摘要目的:探讨高浓度游离间接胆红素对大鼠肾小管上皮细胞的损伤及机制。方法:体外培养大鼠肾小管上皮细胞NRK-52E接种贴壁后分为高胆红素组和对照组，高胆红素组加入游离间接胆红素浓缩液，调整游离间接胆红素浓度达到140 nmol/L。孵育培养24 h后观察细胞形态，检测细胞凋亡、细胞凋亡相关基因B淋巴细胞瘤2（B-cell lymphoma-2，Bcl-2）、B淋巴细胞瘤2相关X蛋白（B-cell lymphoma-associated X protein，Bax）和半胱氨酸天冬氨酸特异性蛋白酶3（cysteinyl aspartate specific protease 3，Caspase-3）蛋白表达及细胞内活性氧浓度，观察细胞内线粒体膜通透性转换孔（mitochondrial permeability transition pore，MPTP）开放程度。结果:高胆红素组24 h细胞凋亡数量明显增多，细胞凋亡率高于对照组［（22.21%±0.24%）比（5.35%±0.23%）］，差异有统计学意义（ P<0.001）。与对照组比较，高胆红素组细胞内MPTP开放增加，Bcl-2蛋白表达下降，Bax和Caspase-3蛋白表达升高，差异均有统计学意义（ P<0.05）。高胆红素组细胞内活性氧浓度高于对照组［（27.29%±0.88%）比（4.39%±0.49%）］，差异有统计学意义（ P<0.001）。 结论:高浓度游离间接胆红素可导致大鼠肾小管上皮细胞凋亡，机制可能与高浓度游离间接胆红素促进线粒体内MPTP异常开放、增加细胞内活性氧浓度，抑制Bcl-2蛋白表达、刺激Bax和Caspase-3蛋白表达，最终启动凋亡程序有关。

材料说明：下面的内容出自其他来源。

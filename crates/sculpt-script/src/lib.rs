//! SCULPT Script - Procedural script emission
//!
//! This crate renders scene descriptions into executable modeling scripts:
//! - Blender Python (`bpy.ops.mesh.primitive_*_add`)
//! - OpenSCAD (CSG primitives with transforms)
//!
//! Output depends only on the scene, never on version metadata.

pub mod format;
pub mod emitter;
mod blender;
mod openscad;

pub use format::*;
pub use emitter::*;
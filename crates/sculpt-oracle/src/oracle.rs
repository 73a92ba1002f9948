//! Oracle contract
//!
//! The collaborator owns transport and auth; the pipeline owns payload
//! encoding and response parsing.

use std::sync::Arc;
use std::time::Duration;

use async_trait::async_trait;
use thiserror::Error;

use sculpt_core::OracleMode;

use crate::OraclePayload;

/// Raw, unparsed oracle response body
#[derive(Clone, Debug, PartialEq, Eq)]
pub struct RawResponse {
    pub body: String,
}

impl RawResponse {
    pub fn new(body: impl Into<String>) -> Self {
        RawResponse { body: body.into() }
    }
}

/// Oracle failure classification
#[derive(Error, Debug, Clone, PartialEq)]
pub enum OracleError {
    /// Quota hit; the service may say when to come back
    #[error("rate limited")]
    RateLimited { retry_after: Option<Duration> },

    /// Network failure or timeout
    #[error("transient failure: {0}")]
    Transient(String),

    /// The oracle refused the input; retrying cannot help
    #[error("invalid request: {0}")]
    Invalid(String),
}

impl OracleError {
    pub fn is_retryable(&self) -> bool {
        !matches!(self, OracleError::Invalid(_))
    }

    /// Minimum wait requested by the service, if any
    pub fn retry_after(&self) -> Option<Duration> {
        match self {
            OracleError::RateLimited { retry_after } => *retry_after,
            _ => None,
        }
    }
}

/// Semantic-reconstruction service
#[async_trait]
pub trait Oracle: Send + Sync {
    async fn infer(
        &self,
        mode: OracleMode,
        payload: &OraclePayload,
    ) -> Result<RawResponse, OracleError>;
}

#[async_trait]
impl<O: Oracle + ?Sized> Oracle for Arc<O> {
    async fn infer(
        &self,
        mode: OracleMode,
        payload: &OraclePayload,
    ) -> Result<RawResponse, OracleError> {
        (**self).infer(mode, payload).await
    }
}
//! Voice commands
//!
//! Speech-to-text is an external collaborator; the engine only sees text.

use async_trait::async_trait;
use thiserror::Error;
use tracing::info;

use sculpt_core::{CancelToken, SculptError, SculptResult};

use crate::{EditEngine, EditOutcome};

#[derive(Error, Debug, Clone, PartialEq, Eq)]
pub enum TranscriptionError {
    #[error("no speech detected")]
    NoSpeech,

    #[error("unsupported audio: {0}")]
    UnsupportedAudio(String),

    #[error("transcriber unavailable: {0}")]
    Unavailable(String),
}

/// Speech-to-text service
#[async_trait]
pub trait Transcriber: Send + Sync {
    async fn transcribe(&self, audio: &[u8]) -> Result<String, TranscriptionError>;
}

impl EditEngine {
    /// Transcribe `audio` and apply it against the current head
    pub async fn apply_voice(
        &self,
        transcriber: &dyn Transcriber,
        audio: &[u8],
        cancel: &CancelToken,
    ) -> SculptResult<EditOutcome> {
        let text = cancel
            .run(transcriber.transcribe(audio))
            .await?
            .map_err(|e| SculptError::Transcription(e.to_string()))?;

        if text.trim().is_empty() {
            return Err(SculptError::Transcription(TranscriptionError::NoSpeech.to_string()));
        }
        info!(chars = text.chars().count(), "voice command transcribed");

        let command = self.command_for_head(text)?;
        self.apply_command(&command, cancel).await
    }
}
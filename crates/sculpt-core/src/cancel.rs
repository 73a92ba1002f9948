//! Cooperative cancellation for device and oracle round-trips
//!
//! A token is cloned into every call that may block. Cancelling any clone
//! wakes all waiters; the in-flight future is dropped, which aborts it.

use std::future::Future;
use std::sync::Arc;

use tokio::sync::watch;

use crate::{SculptError, SculptResult};

/// Shared cancellation flag
#[derive(Clone, Debug)]
pub struct CancelToken {
    tx: Arc<watch::Sender<bool>>,
    rx: watch::Receiver<bool>,
}

impl CancelToken {
    pub fn new() -> Self {
        let (tx, rx) = watch::channel(false);
        CancelToken {
            tx: Arc::new(tx),
            rx,
        }
    }

    /// Request cancellation. Idempotent.
    pub fn cancel(&self) {
        self.tx.send_replace(true);
    }

    pub fn is_cancelled(&self) -> bool {
        *self.rx.borrow()
    }

    /// Resolves once cancellation has been requested
    pub async fn cancelled(&self) {
        let mut rx = self.rx.clone();
        loop {
            if *rx.borrow_and_update() {
                return;
            }
            if rx.changed().await.is_err() {
                // Every token holds the sender, so this is unreachable while
                // `self` is alive.
                std::future::pending::<()>().await;
            }
        }
    }

    /// Drive `fut` to completion unless cancelled first.
    /// On cancellation the future is dropped and `Cancelled` is returned.
    pub async fn run<F: Future>(&self, fut: F) -> SculptResult<F::Output> {
        if self.is_cancelled() {
            return Err(SculptError::Cancelled);
        }
        tokio::select! {
            biased;
            _ = self.cancelled() => Err(SculptError::Cancelled),
            out = fut => Ok(out),
        }
    }
}

impl Default for CancelToken {
    fn default() -> Self {
        Self::new()
    }
}
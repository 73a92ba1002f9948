//! SCULPT State - Versioned model store
//!
//! This crate implements the model history:
//! - Immutable snapshots shared through `Arc`
//! - Append-only store with an optimistic head check
//! - Lineage and history queries
//! - Persisted record layout with content digests

pub mod snapshot;
pub mod store;
pub mod persist;

pub use snapshot::*;
pub use store::*;
pub use persist::*;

abstractsObjective:To investigate the effects and mechanism of high-concentration free unconjugated bilirubin on rat renal tubular epithelial cells.Methods:NRK-52E renal tubular epithelial cells from rats were cultured, attached to the wall, and then split into a high bilirubin group and a control group. In the high bilirubin group, a solution with free unconjugated bilirubin was added to adjust the free indirect bilirubin concentration to 140 nmol/L. After 24 h of cell incubation, researchers observed cell morphology, detected apoptosis, measured protein expressions of apoptosis-related genes B-cell lymphoma-2 (Bcl-2), B-cell lymphoma-associated X protein (Bax) and Cysteinyl aspartate specific protease 3 (Caspase-3), assessed were detected, the intracellular reactive oxygen species (ROS) levels, and visualized mitochondrial permeability transition pore (MPTP) opening.Results:At 24 hours, apoptosis increased significantly in the high bilirubin group, compared to the control group [(22.21%±0.24%) vs. (5.35%±0.23%), P<0.001]. Additionally, the high bilirubin group showed increased intracellular MPTP opening, decreased Bcl-2 protein expression, and increased Bax and Caspase-3 protein expressions, with all protein gray value differences being statistically significant ( P<0.05). Intracellular ROS levels were significantly higher in the high bilirubin group compared to the control group [(27.29%±0.88%) vs. (4.39%±0.49%), P<0.001]. Conclusions:High levels of free unconjugated bilirubin can cause apoptosis in rat renal tubular epithelial cells by potentially triggering mitochondrial MPTP opening, increasing ROS, suppressing Bcl-2, and activating Bax and Caspase-3, thus initiating the apoptotic pathway.